Problem details: From the entries, filter out every line that lacks "return" and copy the rest.

Saved entries:
===============
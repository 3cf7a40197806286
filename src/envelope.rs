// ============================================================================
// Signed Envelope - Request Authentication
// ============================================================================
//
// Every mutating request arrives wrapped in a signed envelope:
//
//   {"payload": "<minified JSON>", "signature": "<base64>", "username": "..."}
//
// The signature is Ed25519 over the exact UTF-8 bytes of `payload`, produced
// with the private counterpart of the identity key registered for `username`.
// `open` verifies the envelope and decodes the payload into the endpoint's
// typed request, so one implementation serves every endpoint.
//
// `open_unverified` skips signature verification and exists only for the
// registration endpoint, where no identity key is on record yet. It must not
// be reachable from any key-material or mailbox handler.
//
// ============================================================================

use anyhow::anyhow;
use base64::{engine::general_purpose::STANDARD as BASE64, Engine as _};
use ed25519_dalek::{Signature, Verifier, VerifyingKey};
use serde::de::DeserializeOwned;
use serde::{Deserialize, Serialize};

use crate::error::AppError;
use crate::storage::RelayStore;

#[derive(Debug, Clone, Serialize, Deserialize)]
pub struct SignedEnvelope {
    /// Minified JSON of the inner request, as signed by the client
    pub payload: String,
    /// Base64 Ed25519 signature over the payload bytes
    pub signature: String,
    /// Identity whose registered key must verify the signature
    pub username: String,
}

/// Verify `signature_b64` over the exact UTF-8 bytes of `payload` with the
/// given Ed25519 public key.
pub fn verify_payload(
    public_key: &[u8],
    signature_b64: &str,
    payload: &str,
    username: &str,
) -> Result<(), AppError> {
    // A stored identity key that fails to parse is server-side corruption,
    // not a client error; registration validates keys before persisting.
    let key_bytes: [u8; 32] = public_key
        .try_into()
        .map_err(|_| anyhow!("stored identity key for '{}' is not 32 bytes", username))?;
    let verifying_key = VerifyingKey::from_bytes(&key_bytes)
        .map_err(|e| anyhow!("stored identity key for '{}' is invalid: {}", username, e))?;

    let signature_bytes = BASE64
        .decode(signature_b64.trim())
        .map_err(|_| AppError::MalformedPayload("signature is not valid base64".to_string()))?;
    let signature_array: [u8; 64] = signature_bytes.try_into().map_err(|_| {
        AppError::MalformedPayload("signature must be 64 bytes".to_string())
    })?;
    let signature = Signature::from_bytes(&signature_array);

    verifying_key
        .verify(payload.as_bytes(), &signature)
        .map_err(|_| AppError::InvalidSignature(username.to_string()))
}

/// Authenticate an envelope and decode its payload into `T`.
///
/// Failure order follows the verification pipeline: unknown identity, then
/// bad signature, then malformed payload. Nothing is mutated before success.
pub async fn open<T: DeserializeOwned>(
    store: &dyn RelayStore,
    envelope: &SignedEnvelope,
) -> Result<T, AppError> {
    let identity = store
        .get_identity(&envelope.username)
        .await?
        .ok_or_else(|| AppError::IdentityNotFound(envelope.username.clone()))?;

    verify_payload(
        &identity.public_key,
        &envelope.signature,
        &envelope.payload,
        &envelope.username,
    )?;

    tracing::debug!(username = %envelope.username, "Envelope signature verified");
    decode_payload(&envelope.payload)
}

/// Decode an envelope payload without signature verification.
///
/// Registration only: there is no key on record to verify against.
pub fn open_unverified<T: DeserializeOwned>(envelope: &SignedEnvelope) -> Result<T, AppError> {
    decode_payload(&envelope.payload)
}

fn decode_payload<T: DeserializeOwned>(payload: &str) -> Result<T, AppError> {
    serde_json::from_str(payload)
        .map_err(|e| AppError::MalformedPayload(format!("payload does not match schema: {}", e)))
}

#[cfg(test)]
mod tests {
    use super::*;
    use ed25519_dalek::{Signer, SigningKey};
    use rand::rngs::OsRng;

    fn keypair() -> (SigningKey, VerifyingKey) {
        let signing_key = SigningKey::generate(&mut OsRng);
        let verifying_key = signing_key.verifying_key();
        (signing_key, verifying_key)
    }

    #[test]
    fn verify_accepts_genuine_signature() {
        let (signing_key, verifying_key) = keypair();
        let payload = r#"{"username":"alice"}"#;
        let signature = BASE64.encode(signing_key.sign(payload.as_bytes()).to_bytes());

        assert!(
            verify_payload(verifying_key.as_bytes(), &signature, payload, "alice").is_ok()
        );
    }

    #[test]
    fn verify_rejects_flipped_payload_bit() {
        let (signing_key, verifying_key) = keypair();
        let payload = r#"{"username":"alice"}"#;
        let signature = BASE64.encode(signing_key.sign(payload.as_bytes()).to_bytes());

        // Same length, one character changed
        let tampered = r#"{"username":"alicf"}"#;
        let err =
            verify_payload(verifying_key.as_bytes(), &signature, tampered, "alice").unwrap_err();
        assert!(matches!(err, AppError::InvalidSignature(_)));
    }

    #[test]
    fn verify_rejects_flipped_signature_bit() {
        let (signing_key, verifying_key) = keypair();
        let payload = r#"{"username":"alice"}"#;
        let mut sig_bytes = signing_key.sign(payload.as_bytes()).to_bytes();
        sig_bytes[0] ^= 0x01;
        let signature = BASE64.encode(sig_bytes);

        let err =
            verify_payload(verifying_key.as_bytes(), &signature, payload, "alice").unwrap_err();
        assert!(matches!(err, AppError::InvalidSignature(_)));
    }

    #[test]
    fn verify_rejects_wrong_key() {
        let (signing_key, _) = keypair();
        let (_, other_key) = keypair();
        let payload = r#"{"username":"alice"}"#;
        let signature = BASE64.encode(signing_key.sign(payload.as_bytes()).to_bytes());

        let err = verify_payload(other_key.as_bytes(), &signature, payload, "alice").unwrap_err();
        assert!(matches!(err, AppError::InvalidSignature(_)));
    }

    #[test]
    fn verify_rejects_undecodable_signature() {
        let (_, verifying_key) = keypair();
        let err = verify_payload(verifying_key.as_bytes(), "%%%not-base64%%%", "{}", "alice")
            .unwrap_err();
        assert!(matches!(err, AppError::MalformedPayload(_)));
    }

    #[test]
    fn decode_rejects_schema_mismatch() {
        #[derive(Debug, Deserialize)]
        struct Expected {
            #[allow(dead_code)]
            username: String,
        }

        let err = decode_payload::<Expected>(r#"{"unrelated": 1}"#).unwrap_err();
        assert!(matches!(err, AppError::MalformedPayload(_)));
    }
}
===============
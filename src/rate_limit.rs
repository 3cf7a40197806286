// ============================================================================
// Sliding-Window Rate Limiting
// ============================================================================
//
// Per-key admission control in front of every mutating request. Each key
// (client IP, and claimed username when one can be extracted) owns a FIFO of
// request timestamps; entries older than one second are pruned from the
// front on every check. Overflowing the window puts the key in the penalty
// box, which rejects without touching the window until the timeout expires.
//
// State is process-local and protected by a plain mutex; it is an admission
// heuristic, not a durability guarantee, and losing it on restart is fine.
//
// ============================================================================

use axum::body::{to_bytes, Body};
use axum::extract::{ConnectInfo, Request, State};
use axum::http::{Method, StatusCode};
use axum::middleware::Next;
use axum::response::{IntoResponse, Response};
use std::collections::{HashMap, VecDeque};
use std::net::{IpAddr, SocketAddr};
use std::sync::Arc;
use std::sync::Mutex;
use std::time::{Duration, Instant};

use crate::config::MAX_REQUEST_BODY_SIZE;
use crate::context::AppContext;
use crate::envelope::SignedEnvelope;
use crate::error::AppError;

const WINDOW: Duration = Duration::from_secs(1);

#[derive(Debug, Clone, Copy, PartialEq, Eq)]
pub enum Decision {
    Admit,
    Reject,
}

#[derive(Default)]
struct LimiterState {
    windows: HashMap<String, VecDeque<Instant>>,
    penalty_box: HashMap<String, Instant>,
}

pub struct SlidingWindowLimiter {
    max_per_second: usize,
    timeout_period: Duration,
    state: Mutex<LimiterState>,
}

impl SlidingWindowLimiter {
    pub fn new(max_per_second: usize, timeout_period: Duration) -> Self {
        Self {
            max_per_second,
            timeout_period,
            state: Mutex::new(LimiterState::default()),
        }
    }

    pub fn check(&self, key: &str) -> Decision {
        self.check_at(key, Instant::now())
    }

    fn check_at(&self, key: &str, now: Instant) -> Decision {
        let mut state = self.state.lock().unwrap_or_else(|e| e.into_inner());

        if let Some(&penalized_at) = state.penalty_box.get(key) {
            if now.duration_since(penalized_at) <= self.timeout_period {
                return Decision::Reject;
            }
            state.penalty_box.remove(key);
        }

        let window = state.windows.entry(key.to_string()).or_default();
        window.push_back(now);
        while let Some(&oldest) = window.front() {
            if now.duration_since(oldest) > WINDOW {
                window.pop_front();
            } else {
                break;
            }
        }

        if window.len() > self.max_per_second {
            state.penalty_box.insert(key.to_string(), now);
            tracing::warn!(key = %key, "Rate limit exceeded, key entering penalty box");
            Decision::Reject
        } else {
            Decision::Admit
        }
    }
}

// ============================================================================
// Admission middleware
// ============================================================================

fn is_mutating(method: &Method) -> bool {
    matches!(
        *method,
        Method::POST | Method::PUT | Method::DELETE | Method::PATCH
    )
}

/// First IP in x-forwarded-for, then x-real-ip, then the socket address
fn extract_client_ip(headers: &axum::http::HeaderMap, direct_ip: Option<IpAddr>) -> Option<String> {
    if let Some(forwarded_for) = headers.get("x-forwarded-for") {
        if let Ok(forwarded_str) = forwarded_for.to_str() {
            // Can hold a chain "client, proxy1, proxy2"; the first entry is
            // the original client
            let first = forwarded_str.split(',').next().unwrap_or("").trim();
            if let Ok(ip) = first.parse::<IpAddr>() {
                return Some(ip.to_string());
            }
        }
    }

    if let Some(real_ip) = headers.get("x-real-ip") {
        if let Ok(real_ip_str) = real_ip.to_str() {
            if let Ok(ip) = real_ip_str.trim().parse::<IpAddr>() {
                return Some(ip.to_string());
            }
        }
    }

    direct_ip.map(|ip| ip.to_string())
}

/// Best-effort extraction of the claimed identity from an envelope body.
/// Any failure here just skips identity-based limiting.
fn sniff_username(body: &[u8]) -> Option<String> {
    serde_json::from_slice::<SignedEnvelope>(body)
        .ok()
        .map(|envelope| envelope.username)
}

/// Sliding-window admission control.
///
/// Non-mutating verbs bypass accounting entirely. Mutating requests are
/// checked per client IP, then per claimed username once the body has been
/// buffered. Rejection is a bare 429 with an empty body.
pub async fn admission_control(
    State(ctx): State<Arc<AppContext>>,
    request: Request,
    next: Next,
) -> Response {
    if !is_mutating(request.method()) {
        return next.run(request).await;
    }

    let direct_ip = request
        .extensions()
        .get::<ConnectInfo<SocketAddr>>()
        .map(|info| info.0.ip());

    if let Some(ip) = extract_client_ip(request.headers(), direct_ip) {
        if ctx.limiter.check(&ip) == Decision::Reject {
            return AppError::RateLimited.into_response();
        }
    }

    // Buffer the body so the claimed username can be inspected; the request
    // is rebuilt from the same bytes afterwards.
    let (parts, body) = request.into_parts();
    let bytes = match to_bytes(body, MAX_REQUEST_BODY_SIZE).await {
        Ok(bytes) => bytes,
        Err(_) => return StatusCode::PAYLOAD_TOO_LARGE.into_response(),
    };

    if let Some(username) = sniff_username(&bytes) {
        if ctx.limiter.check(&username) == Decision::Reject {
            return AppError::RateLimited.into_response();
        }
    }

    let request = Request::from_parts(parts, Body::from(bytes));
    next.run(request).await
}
===============
Answer space:
                return Decision::Reject;
                return Some(ip.to_string());
                return Some(ip.to_string());
        return next.run(request).await;
            return AppError::RateLimited.into_response();
        Err(_) => return StatusCode::PAYLOAD_TOO_LARGE.into_response(),
            return AppError::RateLimited.into_response();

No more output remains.